Adelaide researchers have taken a step closer to the development of a universal flu vaccine, with results of a recent study showing that a vaccine delivered by a simple nasal spray could provide protection against influenza.
University of Adelaide researcher Dr Darren Miller and colleagues have successfully trialled a synthetic universal flu vaccine in mice. The results have appeared this month in a paper in the Journal of General Virology.
"Current flu vaccines rely on health authorities being able to predict what the forthcoming viral strain is going to be, and reformulating the vaccines each year accordingly. This is extremely time consuming, labor intensive and expensive, and it's something that a universal vaccine could overcome," Dr Miller says.
"A simple and totally synthetic universal vaccine -- one that is not derived from an influenza virus and does not require annual reformulation -- would have clear advantages in health clinics to control and prevent the spread of flu."
Dr Miller and colleagues used specific peptides delivered to the noses of mice. The peptides trigger an immune response to a tiny region of the flu virus that is present in all influenza A and B viruses, which effectively neutralizes the virus.
The test vaccine provided mice with 100% protection against a laboratory strain of virus (H3N2) and 20% protection against a highly pathogenic virus (H5N1, known as "bird flu"), which is consistent with the protection levels achieved with commercially available anti-influenza drugs.
"This is a positive response and one that shows promise for further testing both in laboratory and clinical settings," Dr Miller says.
He says that while the universal vaccine could be given as an injection, using a nasal spray has a number of advantages: "It is non-invasive and would be a preferred option for people afraid of needles. Importantly, a nasal spray stimulates local immune responses at the natural site of virus entry.
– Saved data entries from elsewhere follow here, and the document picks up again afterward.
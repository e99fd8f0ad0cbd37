//! Entity instances held by the registry.

use std::collections::{BTreeMap, BTreeSet};

use crate::naming::{InstanceId, NaturalKey};
use crate::value::Value;

/// A node of the entity graph.
///
/// Instances are only created and mutated through
/// [`IdentityRegistry`](super::IdentityRegistry); callers get read access.
#[derive(Debug, Clone, PartialEq)]
pub struct EntityInstance {
    id: InstanceId,
    key: NaturalKey,
    name: String,
    entity_type: String,
    labels: BTreeSet<String>,
    attributes: BTreeMap<String, Vec<Value>>,
    relations: BTreeMap<String, BTreeSet<InstanceId>>,
}

impl EntityInstance {
    pub(crate) fn new(key: NaturalKey, entity_type: impl Into<String>) -> Self {
        Self {
            id: InstanceId::for_key(&key),
            name: key.instance_name(),
            key,
            entity_type: entity_type.into(),
            labels: BTreeSet::new(),
            attributes: BTreeMap::new(),
            relations: BTreeMap::new(),
        }
    }

    #[must_use]
    pub const fn id(&self) -> InstanceId {
        self.id
    }

    #[must_use]
    pub const fn key(&self) -> &NaturalKey {
        &self.key
    }

    #[must_use]
    pub fn name(&self) -> &str {
        &self.name
    }

    /// The most specific type this instance is known to have.
    #[must_use]
    pub fn entity_type(&self) -> &str {
        &self.entity_type
    }

    pub fn labels(&self) -> impl Iterator<Item = &str> {
        self.labels.iter().map(String::as_str)
    }

    /// Returns the first value of an attribute.
    #[must_use]
    pub fn attribute(&self, name: &str) -> Option<&Value> {
        self.attributes.get(name).and_then(|v| v.first())
    }

    /// Returns every value of an attribute.
    #[must_use]
    pub fn attribute_values(&self, name: &str) -> &[Value] {
        self.attributes.get(name).map_or(&[], Vec::as_slice)
    }

    pub fn attributes(&self) -> impl Iterator<Item = (&str, &[Value])> {
        self.attributes
            .iter()
            .map(|(k, v)| (k.as_str(), v.as_slice()))
    }

    /// Returns the target of a relation, if any.
    ///
    /// For multi-valued relations this is the smallest target id.
    #[must_use]
    pub fn related(&self, relation: &str) -> Option<InstanceId> {
        self.relations
            .get(relation)
            .and_then(|t| t.iter().next().copied())
    }

    /// Returns every target of a relation.
    #[must_use]
    pub fn targets(&self, relation: &str) -> Vec<InstanceId> {
        self.relations
            .get(relation)
            .map(|t| t.iter().copied().collect())
            .unwrap_or_default()
    }

    #[must_use]
    pub fn has_relation(&self, relation: &str) -> bool {
        self.relations.get(relation).is_some_and(|t| !t.is_empty())
    }

    pub fn relations(&self) -> impl Iterator<Item = (&str, &BTreeSet<InstanceId>)> {
        self.relations.iter().map(|(k, v)| (k.as_str(), v))
    }

    /// Number of outgoing edges across all relations.
    #[must_use]
    pub fn edge_count(&self) -> usize {
        self.relations.values().map(BTreeSet::len).sum()
    }

    pub(crate) fn refine_type(&mut self, entity_type: &str) {
        self.entity_type = entity_type.to_string();
    }

    pub(crate) fn add_label(&mut self, label: &str) -> bool {
        let label = label.trim();
        !label.is_empty() && self.labels.insert(label.to_string())
    }

    /// Replaces the value of a single-valued attribute. Returns false if unchanged.
    pub(crate) fn put_single(&mut self, name: &str, value: Value) -> bool {
        let slot = self.attributes.entry(name.to_string()).or_default();
        if slot.len() == 1 && slot[0] == value {
            return false;
        }
        slot.clear();
        slot.push(value);
        true
    }

    /// Adds a value to a multi-valued attribute. Returns false if already present.
    pub(crate) fn put_multi(&mut self, name: &str, value: Value) -> bool {
        let slot = self.attributes.entry(name.to_string()).or_default();
        if slot.contains(&value) {
            return false;
        }
        slot.push(value);
        true
    }

    /// Sets a single-valued edge, returning the displaced targets.
    pub(crate) fn put_edge_single(&mut self, relation: &str, target: InstanceId) -> Option<Vec<InstanceId>> {
        let slot = self.relations.entry(relation.to_string()).or_default();
        if slot.len() == 1 && slot.contains(&target) {
            return None;
        }
        let displaced: Vec<InstanceId> = slot.iter().copied().filter(|t| *t != target).collect();
        slot.clear();
        slot.insert(target);
        Some(displaced)
    }

    /// Adds a multi-valued edge. Returns false if already present.
    pub(crate) fn put_edge_multi(&mut self, relation: &str, target: InstanceId) -> bool {
        self.relations
            .entry(relation.to_string())
            .or_default()
            .insert(target)
    }

    pub(crate) fn remove_edge(&mut self, relation: &str, target: InstanceId) -> bool {
        let Some(slot) = self.relations.get_mut(relation) else {
            return false;
        };
        let removed = slot.remove(&target);
        if slot.is_empty() {
            self.relations.remove(relation);
        }
        removed
    }
}
//! Declared entity types and their members.

use serde::{Deserialize, Serialize};

use crate::value::{Cardinality, ValueKind};

/// A scalar attribute declared on an entity type.
#[derive(Debug, Clone, PartialEq, Eq, Serialize, Deserialize)]
pub struct AttributeDefinition {
    pub name: String,
    pub kind: ValueKind,
    #[serde(default)]
    pub cardinality: Cardinality,
}

impl AttributeDefinition {
    /// Creates a single-valued attribute.
    #[must_use]
    pub fn new(name: impl Into<String>, kind: ValueKind) -> Self {
        Self {
            name: name.into(),
            kind,
            cardinality: Cardinality::Single,
        }
    }

    #[must_use]
    pub fn multi(mut self) -> Self {
        self.cardinality = Cardinality::Multi;
        self
    }
}

/// A typed relation declared on an entity type.
///
/// A relation may accept instances of several target types. When an
/// inverse is declared, setting the relation also sets the inverse on the
/// target.
#[derive(Debug, Clone, PartialEq, Eq, Serialize, Deserialize)]
pub struct RelationDefinition {
    pub name: String,
    pub targets: Vec<String>,
    #[serde(default)]
    pub cardinality: Cardinality,
    #[serde(default)]
    pub inverse: Option<String>,
}

impl RelationDefinition {
    /// Creates a single-valued relation to one target type.
    #[must_use]
    pub fn new(name: impl Into<String>, target: impl Into<String>) -> Self {
        Self {
            name: name.into(),
            targets: vec![target.into()],
            cardinality: Cardinality::Single,
            inverse: None,
        }
    }

    /// Accepts an additional target type.
    #[must_use]
    pub fn or_target(mut self, target: impl Into<String>) -> Self {
        self.targets.push(target.into());
        self
    }

    #[must_use]
    pub fn multi(mut self) -> Self {
        self.cardinality = Cardinality::Multi;
        self
    }

    #[must_use]
    pub fn with_inverse(mut self, inverse: impl Into<String>) -> Self {
        self.inverse = Some(inverse.into());
        self
    }
}

/// A named entity type with at most one supertype.
///
/// # Examples
///
/// ```
/// use plantgraph::schema::{EntityType, RelationDefinition};
/// use plantgraph::ValueKind;
///
/// let filler = EntityType::new("Filler")
///     .with_supertype("Equipment")
///     .attribute("fillVolume", ValueKind::Real)
///     .relation(RelationDefinition::new("feeds", "Equipment").multi());
///
/// assert_eq!(filler.supertype.as_deref(), Some("Equipment"));
/// assert_eq!(filler.attributes.len(), 1);
/// ```
#[derive(Debug, Clone, PartialEq, Eq, Serialize, Deserialize)]
pub struct EntityType {
    pub name: String,
    #[serde(default)]
    pub supertype: Option<String>,
    /// Overrides the identity scope otherwise inherited from the root type.
    #[serde(default)]
    pub identity_scope: Option<String>,
    #[serde(default)]
    pub attributes: Vec<AttributeDefinition>,
    #[serde(default)]
    pub relations: Vec<RelationDefinition>,
}

impl EntityType {
    #[must_use]
    pub fn new(name: impl Into<String>) -> Self {
        Self {
            name: name.into(),
            supertype: None,
            identity_scope: None,
            attributes: Vec::new(),
            relations: Vec::new(),
        }
    }

    #[must_use]
    pub fn with_supertype(mut self, supertype: impl Into<String>) -> Self {
        self.supertype = Some(supertype.into());
        self
    }

    #[must_use]
    pub fn with_identity_scope(mut self, scope: impl Into<String>) -> Self {
        self.identity_scope = Some(scope.into());
        self
    }

    /// Declares a single-valued attribute.
    #[must_use]
    pub fn attribute(mut self, name: impl Into<String>, kind: ValueKind) -> Self {
        self.attributes.push(AttributeDefinition::new(name, kind));
        self
    }

    #[must_use]
    pub fn attribute_def(mut self, definition: AttributeDefinition) -> Self {
        self.attributes.push(definition);
        self
    }

    #[must_use]
    pub fn relation(mut self, definition: RelationDefinition) -> Self {
        self.relations.push(definition);
        self
    }

    /// Iterates over the names of every member declared directly on this type.
    pub fn member_names(&self) -> impl Iterator<Item = &str> {
        self.attributes
            .iter()
            .map(|a| a.name.as_str())
            .chain(self.relations.iter().map(|r| r.name.as_str()))
    }
}

#[cfg(test)]
mod tests {
    use super::*;

    #[test]
    fn test_relation_builder() {
        let rel = RelationDefinition::new("isPartOfLineEvent", "EventRecord")
            .with_inverse("hasDetailedEquipmentEvent");
        assert!(rel.cardinality.is_single());
        assert_eq!(rel.inverse.as_deref(), Some("hasDetailedEquipmentEvent"));

        let rel = RelationDefinition::new("involvesResource", "Equipment")
            .or_target("ProductionLine")
            .multi();
        assert_eq!(rel.targets, vec!["Equipment", "ProductionLine"]);
        assert!(!rel.cardinality.is_single());
    }

    #[test]
    fn test_member_names() {
        let t = EntityType::new("Equipment")
            .attribute("equipmentId", ValueKind::String)
            .relation(RelationDefinition::new("memberOfClass", "EquipmentClass"));
        assert_eq!(t.member_names().collect::<Vec<_>>(), vec!["equipmentId", "memberOfClass"]);
    }

    #[test]
    fn test_entity_type_deserialize_defaults() {
        let t: EntityType = serde_json::from_str(r#"{"name":"Plant"}"#).unwrap();
        assert_eq!(t, EntityType::new("Plant"));
    }
}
"This vaccine would also reduce the allergy risk for many patients -- because current flu vaccines are grown in eggs, those who are hypersensitive to eggs can't be vaccinated. Such a universal vaccine may also, of course, do away with the need for annual re-vaccinations, which is the situation many patients face today."
Dr Miller conducted his research at IMVS/SA Pathology while completing a PhD in Microbiology and Immunology at the University of Adelaide. He is now a researcher with the Robinson Institute at the University.